◆ **Records**:
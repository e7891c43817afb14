use serde::Serialize;

use super::normalization::char_len;
use super::segmenter::{DialogueKind, Segmentation};

/// Structural counts for one document
#[derive(Debug, Clone, PartialEq, Serialize)]
pub struct Statistics {
    pub char_count: usize,
    pub sentence_count: usize,
    pub dialogue_count: usize,
    pub double_quote_count: usize,
    pub single_quote_count: usize,
    /// Dash-prefixed and box-delimited lines combined
    pub special_dialogue_count: usize,
    pub narrative_sentence_count: usize,
    pub paragraph_count: usize,
    /// Mean length in characters of trimmed sentences; `None` when there are no sentences
    pub average_sentence_length: Option<f64>,
}

/// Style ratios over the sentence count; every field is `None` when there are no sentences
#[derive(Debug, Clone, PartialEq, Serialize)]
pub struct StyleRatios {
    pub dialogue_ratio: Option<f64>,
    pub description_ratio: Option<f64>,
    pub short_sentence_ratio: Option<f64>,
    pub long_sentence_ratio: Option<f64>,
}

/// Sentence length thresholds, in characters
#[derive(Debug, Clone, Copy, PartialEq, Eq)]
pub struct LengthThresholds {
    /// Sentences at or below this length are short
    pub short_max: usize,
    /// Sentences at or above this length are long
    pub long_min: usize,
}

impl Default for LengthThresholds {
    fn default() -> Self {
        Self {
            short_max: 20,
            long_min: 50,
        }
    }
}

/// Visible character count: blank lines are dropped, the remaining lines are
/// joined without separators, interior whitespace is kept
pub fn char_count(text: &str) -> usize {
    text.lines()
        .filter(|line| !line.trim().is_empty())
        .map(char_len)
        .sum()
}

pub fn calculate(
    text: &str,
    segmentation: &Segmentation,
    thresholds: LengthThresholds,
) -> (Statistics, StyleRatios) {
    let sentence_count = segmentation.sentence_count();
    let dialogue_count = segmentation.dialogue_spans.len();
    let narrative_count = segmentation.narrative_sentences.len();

    let lengths: Vec<usize> = segmentation.sentences().map(|s| char_len(s.trim())).collect();
    let total_length: usize = lengths.iter().sum();
    let short = lengths.iter().filter(|&&len| len <= thresholds.short_max).count();
    let long = lengths.iter().filter(|&&len| len >= thresholds.long_min).count();

    let statistics = Statistics {
        char_count: char_count(text),
        sentence_count,
        dialogue_count,
        double_quote_count: segmentation.count_kind(|k| k == DialogueKind::DoubleQuoted),
        single_quote_count: segmentation.count_kind(|k| k == DialogueKind::SingleQuoted),
        special_dialogue_count: segmentation.count_kind(DialogueKind::is_special),
        narrative_sentence_count: narrative_count,
        paragraph_count: segmentation.paragraphs.len(),
        average_sentence_length: ratio(total_length, sentence_count),
    };

    let style = StyleRatios {
        dialogue_ratio: ratio(dialogue_count, sentence_count),
        description_ratio: ratio(narrative_count, sentence_count),
        short_sentence_ratio: ratio(short, sentence_count),
        long_sentence_ratio: ratio(long, sentence_count),
    };

    (statistics, style)
}

fn ratio(numerator: usize, denominator: usize) -> Option<f64> {
    (denominator > 0).then(|| numerator as f64 / denominator as f64)
}
// WHY: standalone text helpers shared by the statistics, ending and keyword stages
// Lengths are counted in Unicode scalar values, never bytes

/// Characters that terminate a sentence
pub const TERMINAL_PUNCTUATION: &[char] = &['.', '!', '?'];

/// ASCII and typographic quotation marks delimiting dialogue
pub const QUOTATION_MARKS: &[char] = &['"', '\'', '\u{201C}', '\u{201D}', '\u{2018}', '\u{2019}'];

/// Length in characters
pub fn char_len(text: &str) -> usize {
    text.chars().count()
}

pub fn is_terminal_punctuation(ch: char) -> bool {
    TERMINAL_PUNCTUATION.contains(&ch)
}

pub fn contains_terminal_punctuation(text: &str) -> bool {
    text.contains(TERMINAL_PUNCTUATION)
}

/// Trim, drop a trailing run of terminal punctuation, trim again
pub fn strip_trailing_terminals(sentence: &str) -> &str {
    sentence
        .trim()
        .trim_end_matches(TERMINAL_PUNCTUATION)
        .trim()
}

/// Remove every quotation mark, wherever it occurs
pub fn strip_quotation_marks(text: &str) -> String {
    text.chars().filter(|c| !QUOTATION_MARKS.contains(c)).collect()
}

/// Prefix of `text` left after cutting `tail_chars` characters off its end
/// WHY: saturates to the empty string when the tail is longer than the text
pub fn without_last_chars(text: &str, tail_chars: usize) -> &str {
    let keep = char_len(text).saturating_sub(tail_chars);
    match text.char_indices().nth(keep) {
        Some((byte_idx, _)) => &text[..byte_idx],
        None => text,
    }
}

/// Byte index of the character following the one starting at `byte_idx`
pub fn next_char_boundary(text: &str, byte_idx: usize) -> usize {
    byte_idx
        + text[byte_idx..]
            .chars()
            .next()
            .map_or(1, char::len_utf8)
}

◆ **Instructions for the task**: The entries above, copied exactly, form the whole answer.

◆ **Output of the task**:
repository e7891c43817afb14
use serde::Serialize;

use super::normalization::char_len;
use super::segmenter::{DialogueKind, Segmentation};

/// Structural counts for one document
#[derive(Debug, Clone, PartialEq, Serialize)]
pub struct Statistics {
    pub char_count: usize,
    pub sentence_count: usize,
    pub dialogue_count: usize,
    pub double_quote_count: usize,
    pub single_quote_count: usize,
    /// Dash-prefixed and box-delimited lines combined
    pub special_dialogue_count: usize,
    pub narrative_sentence_count: usize,
    pub paragraph_count: usize,
    /// Mean length in characters of trimmed sentences; `None` when there are no sentences
    pub average_sentence_length: Option<f64>,
}

/// Style ratios over the sentence count; every field is `None` when there are no sentences
#[derive(Debug, Clone, PartialEq, Serialize)]
pub struct StyleRatios {
    pub dialogue_ratio: Option<f64>,
    pub description_ratio: Option<f64>,
    pub short_sentence_ratio: Option<f64>,
    pub long_sentence_ratio: Option<f64>,
}

/// Sentence length thresholds, in characters
#[derive(Debug, Clone, Copy, PartialEq, Eq)]
pub struct LengthThresholds {
    /// Sentences at or below this length are short
    pub short_max: usize,
    /// Sentences at or above this length are long
    pub long_min: usize,
}

impl Default for LengthThresholds {
    fn default() -> Self {
        Self {
            short_max: 20,
            long_min: 50,
        }
    }
}

/// Visible character count: blank lines are dropped, the remaining lines are
/// joined without separators, interior whitespace is kept
pub fn char_count(text: &str) -> usize {
    text.lines()
        .filter(|line| !line.trim().is_empty())
        .map(char_len)
        .sum()
}

pub fn calculate(
    text: &str,
    segmentation: &Segmentation,
    thresholds: LengthThresholds,
) -> (Statistics, StyleRatios) {
    let sentence_count = segmentation.sentence_count();
    let dialogue_count = segmentation.dialogue_spans.len();
    let narrative_count = segmentation.narrative_sentences.len();

    let lengths: Vec<usize> = segmentation.sentences().map(|s| char_len(s.trim())).collect();
    let total_length: usize = lengths.iter().sum();
    let short = lengths.iter().filter(|&&len| len <= thresholds.short_max).count();
    let long = lengths.iter().filter(|&&len| len >= thresholds.long_min).count();

    let statistics = Statistics {
        char_count: char_count(text),
        sentence_count,
        dialogue_count,
        double_quote_count: segmentation.count_kind(|k| k == DialogueKind::DoubleQuoted),
        single_quote_count: segmentation.count_kind(|k| k == DialogueKind::SingleQuoted),
        special_dialogue_count: segmentation.count_kind(DialogueKind::is_special),
        narrative_sentence_count: narrative_count,
        paragraph_count: segmentation.paragraphs.len(),
        average_sentence_length: ratio(total_length, sentence_count),
    };

    let style = StyleRatios {
        dialogue_ratio: ratio(dialogue_count, sentence_count),
        description_ratio: ratio(narrative_count, sentence_count),
        short_sentence_ratio: ratio(short, sentence_count),
        long_sentence_ratio: ratio(long, sentence_count),
    };

    (statistics, style)
}

fn ratio(numerator: usize, denominator: usize) -> Option<f64> {
    (denominator > 0).then(|| numerator as f64 / denominator as f64)
}
// WHY: standalone text helpers shared by the statistics, ending and keyword stages
// Lengths are counted in Unicode scalar values, never bytes

/// Characters that terminate a sentence
pub const TERMINAL_PUNCTUATION: &[char] = &['.', '!', '?'];

/// ASCII and typographic quotation marks delimiting dialogue
pub const QUOTATION_MARKS: &[char] = &['"', '\'', '\u{201C}', '\u{201D}', '\u{2018}', '\u{2019}'];

/// Length in characters
pub fn char_len(text: &str) -> usize {
    text.chars().count()
}

pub fn is_terminal_punctuation(ch: char) -> bool {
    TERMINAL_PUNCTUATION.contains(&ch)
}

pub fn contains_terminal_punctuation(text: &str) -> bool {
    text.contains(TERMINAL_PUNCTUATION)
}

/// Trim, drop a trailing run of terminal punctuation, trim again
pub fn strip_trailing_terminals(sentence: &str) -> &str {
    sentence
        .trim()
        .trim_end_matches(TERMINAL_PUNCTUATION)
        .trim()
}

/// Remove every quotation mark, wherever it occurs
pub fn strip_quotation_marks(text: &str) -> String {
    text.chars().filter(|c| !QUOTATION_MARKS.contains(c)).collect()
}

/// Prefix of `text` left after cutting `tail_chars` characters off its end
/// WHY: saturates to the empty string when the tail is longer than the text
pub fn without_last_chars(text: &str, tail_chars: usize) -> &str {
    let keep = char_len(text).saturating_sub(tail_chars);
    match text.char_indices().nth(keep) {
        Some((byte_idx, _)) => &text[..byte_idx],
        None => text,
    }
}

/// Byte index of the character following the one starting at `byte_idx`
pub fn next_char_boundary(text: &str, byte_idx: usize) -> usize {
    byte_idx
        + text[byte_idx..]
            .chars()
            .next()
            .map_or(1, char::len_utf8)
}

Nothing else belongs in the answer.